■ TASK
Find the line that contains "neither is known." in the entries below. Write out that line and all that follow it, unchanged and alone.
::: SOURCE DATA :::
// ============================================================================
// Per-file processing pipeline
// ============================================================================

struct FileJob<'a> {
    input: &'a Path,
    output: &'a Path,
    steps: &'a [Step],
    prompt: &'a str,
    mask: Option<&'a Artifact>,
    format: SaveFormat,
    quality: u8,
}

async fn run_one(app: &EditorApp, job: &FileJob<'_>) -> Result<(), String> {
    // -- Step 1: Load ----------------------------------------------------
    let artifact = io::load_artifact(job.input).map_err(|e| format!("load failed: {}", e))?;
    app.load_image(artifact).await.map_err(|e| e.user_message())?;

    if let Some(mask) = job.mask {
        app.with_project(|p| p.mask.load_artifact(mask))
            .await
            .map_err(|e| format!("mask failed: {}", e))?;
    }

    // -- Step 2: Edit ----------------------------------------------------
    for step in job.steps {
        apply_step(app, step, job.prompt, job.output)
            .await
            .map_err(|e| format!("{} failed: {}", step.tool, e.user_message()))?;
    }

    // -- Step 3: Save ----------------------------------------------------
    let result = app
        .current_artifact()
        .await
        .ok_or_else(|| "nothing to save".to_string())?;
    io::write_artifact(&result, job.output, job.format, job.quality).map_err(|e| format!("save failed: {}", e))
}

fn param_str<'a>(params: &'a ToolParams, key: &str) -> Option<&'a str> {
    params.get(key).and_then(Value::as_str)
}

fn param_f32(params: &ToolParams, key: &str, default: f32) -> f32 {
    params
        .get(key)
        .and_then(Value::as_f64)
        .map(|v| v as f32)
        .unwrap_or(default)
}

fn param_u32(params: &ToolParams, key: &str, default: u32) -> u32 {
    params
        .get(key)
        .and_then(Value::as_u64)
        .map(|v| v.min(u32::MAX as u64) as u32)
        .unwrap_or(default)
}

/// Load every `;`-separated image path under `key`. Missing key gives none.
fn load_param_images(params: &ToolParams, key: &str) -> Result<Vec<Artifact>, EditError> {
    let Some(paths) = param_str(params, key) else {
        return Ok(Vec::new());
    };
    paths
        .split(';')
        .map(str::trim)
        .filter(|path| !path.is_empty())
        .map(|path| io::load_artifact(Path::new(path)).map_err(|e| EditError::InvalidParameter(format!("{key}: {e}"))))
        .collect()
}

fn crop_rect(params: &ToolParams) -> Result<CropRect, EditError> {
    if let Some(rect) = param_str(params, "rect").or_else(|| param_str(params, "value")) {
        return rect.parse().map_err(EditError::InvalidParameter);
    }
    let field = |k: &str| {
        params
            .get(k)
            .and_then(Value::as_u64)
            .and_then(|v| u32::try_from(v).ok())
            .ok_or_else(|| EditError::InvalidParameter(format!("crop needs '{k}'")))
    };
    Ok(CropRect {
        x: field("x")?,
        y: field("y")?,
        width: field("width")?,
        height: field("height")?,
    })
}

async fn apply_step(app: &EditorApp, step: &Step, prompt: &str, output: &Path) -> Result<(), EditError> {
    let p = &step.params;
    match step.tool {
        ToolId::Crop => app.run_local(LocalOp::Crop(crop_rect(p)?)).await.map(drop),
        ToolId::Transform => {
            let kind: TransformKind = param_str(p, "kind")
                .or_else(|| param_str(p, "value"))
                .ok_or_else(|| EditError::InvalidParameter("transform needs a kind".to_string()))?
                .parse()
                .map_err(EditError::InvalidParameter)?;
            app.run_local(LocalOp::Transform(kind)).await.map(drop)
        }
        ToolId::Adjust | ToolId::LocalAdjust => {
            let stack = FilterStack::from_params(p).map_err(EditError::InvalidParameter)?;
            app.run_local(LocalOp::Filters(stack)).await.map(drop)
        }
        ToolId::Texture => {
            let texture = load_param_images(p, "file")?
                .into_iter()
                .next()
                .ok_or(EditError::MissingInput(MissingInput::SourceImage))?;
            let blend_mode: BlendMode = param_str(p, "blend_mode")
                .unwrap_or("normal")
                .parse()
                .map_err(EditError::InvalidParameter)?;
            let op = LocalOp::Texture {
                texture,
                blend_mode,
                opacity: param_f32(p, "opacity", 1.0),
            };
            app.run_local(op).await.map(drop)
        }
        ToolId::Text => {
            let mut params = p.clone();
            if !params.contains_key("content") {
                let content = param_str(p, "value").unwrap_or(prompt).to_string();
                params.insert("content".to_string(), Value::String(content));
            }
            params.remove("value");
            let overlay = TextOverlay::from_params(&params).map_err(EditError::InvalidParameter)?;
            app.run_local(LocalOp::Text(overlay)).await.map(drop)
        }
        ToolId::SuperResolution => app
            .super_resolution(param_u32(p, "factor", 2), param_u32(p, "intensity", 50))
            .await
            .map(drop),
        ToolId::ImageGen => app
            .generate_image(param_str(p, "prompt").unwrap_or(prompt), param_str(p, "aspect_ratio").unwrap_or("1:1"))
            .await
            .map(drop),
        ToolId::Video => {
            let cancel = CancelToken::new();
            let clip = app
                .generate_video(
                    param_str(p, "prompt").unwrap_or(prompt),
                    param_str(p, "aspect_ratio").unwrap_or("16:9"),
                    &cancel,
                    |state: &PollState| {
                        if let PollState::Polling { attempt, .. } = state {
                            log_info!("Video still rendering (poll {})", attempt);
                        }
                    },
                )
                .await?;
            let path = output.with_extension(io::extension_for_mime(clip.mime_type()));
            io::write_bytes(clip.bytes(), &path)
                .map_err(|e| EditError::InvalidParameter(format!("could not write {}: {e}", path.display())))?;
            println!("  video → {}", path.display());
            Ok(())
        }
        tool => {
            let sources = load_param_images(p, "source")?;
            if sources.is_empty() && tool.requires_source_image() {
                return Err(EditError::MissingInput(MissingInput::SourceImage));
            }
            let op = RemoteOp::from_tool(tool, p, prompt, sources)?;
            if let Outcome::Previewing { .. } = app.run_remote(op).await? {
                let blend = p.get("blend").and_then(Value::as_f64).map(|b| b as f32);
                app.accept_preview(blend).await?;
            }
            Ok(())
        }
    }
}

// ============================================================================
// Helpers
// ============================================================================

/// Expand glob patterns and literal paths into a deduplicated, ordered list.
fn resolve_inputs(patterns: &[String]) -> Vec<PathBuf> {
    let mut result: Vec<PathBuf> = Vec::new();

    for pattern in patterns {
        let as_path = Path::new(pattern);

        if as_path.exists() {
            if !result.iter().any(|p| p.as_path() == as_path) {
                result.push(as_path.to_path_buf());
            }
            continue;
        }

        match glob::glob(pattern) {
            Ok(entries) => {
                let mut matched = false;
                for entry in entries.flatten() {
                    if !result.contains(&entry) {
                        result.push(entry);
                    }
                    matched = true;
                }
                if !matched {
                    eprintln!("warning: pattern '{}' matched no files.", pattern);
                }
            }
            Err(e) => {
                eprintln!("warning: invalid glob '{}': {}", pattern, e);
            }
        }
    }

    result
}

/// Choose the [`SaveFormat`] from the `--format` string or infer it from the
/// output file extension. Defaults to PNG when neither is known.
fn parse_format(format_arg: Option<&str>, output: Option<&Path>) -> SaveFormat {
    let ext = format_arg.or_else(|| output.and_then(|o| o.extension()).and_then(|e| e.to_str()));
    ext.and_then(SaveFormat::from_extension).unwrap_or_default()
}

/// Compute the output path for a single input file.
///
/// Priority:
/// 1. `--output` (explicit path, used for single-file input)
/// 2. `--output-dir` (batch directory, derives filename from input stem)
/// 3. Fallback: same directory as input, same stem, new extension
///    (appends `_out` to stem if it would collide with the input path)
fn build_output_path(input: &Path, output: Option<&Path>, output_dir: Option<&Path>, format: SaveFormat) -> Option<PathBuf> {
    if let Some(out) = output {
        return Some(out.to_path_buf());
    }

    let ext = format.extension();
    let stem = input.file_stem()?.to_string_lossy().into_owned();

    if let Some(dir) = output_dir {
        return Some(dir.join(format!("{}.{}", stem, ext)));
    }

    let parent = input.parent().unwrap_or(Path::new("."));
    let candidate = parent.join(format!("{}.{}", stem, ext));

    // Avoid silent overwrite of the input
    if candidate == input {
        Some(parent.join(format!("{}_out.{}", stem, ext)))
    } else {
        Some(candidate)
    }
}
:::
■ SOLUTION
/// output file extension. Defaults to PNG when neither is known.
fn parse_format(format_arg: Option<&str>, output: Option<&Path>) -> SaveFormat {
    let ext = format_arg.or_else(|| output.and_then(|o| o.extension()).and_then(|e| e.to_str()));
    ext.and_then(SaveFormat::from_extension).unwrap_or_default()
}

/// Compute the output path for a single input file.
///
/// Priority:
/// 1. `--output` (explicit path, used for single-file input)
/// 2. `--output-dir` (batch directory, derives filename from input stem)
/// 3. Fallback: same directory as input, same stem, new extension
///    (appends `_out` to stem if it would collide with the input path)
fn build_output_path(input: &Path, output: Option<&Path>, output_dir: Option<&Path>, format: SaveFormat) -> Option<PathBuf> {
    if let Some(out) = output {
        return Some(out.to_path_buf());
    }

    let ext = format.extension();
    let stem = input.file_stem()?.to_string_lossy().into_owned();

    if let Some(dir) = output_dir {
        return Some(dir.join(format!("{}.{}", stem, ext)));
    }

    let parent = input.parent().unwrap_or(Path::new("."));
    let candidate = parent.join(format!("{}.{}", stem, ext));

    // Avoid silent overwrite of the input
    if candidate == input {
        Some(parent.join(format!("{}_out.{}", stem, ext)))
    } else {
        Some(candidate)
    }
}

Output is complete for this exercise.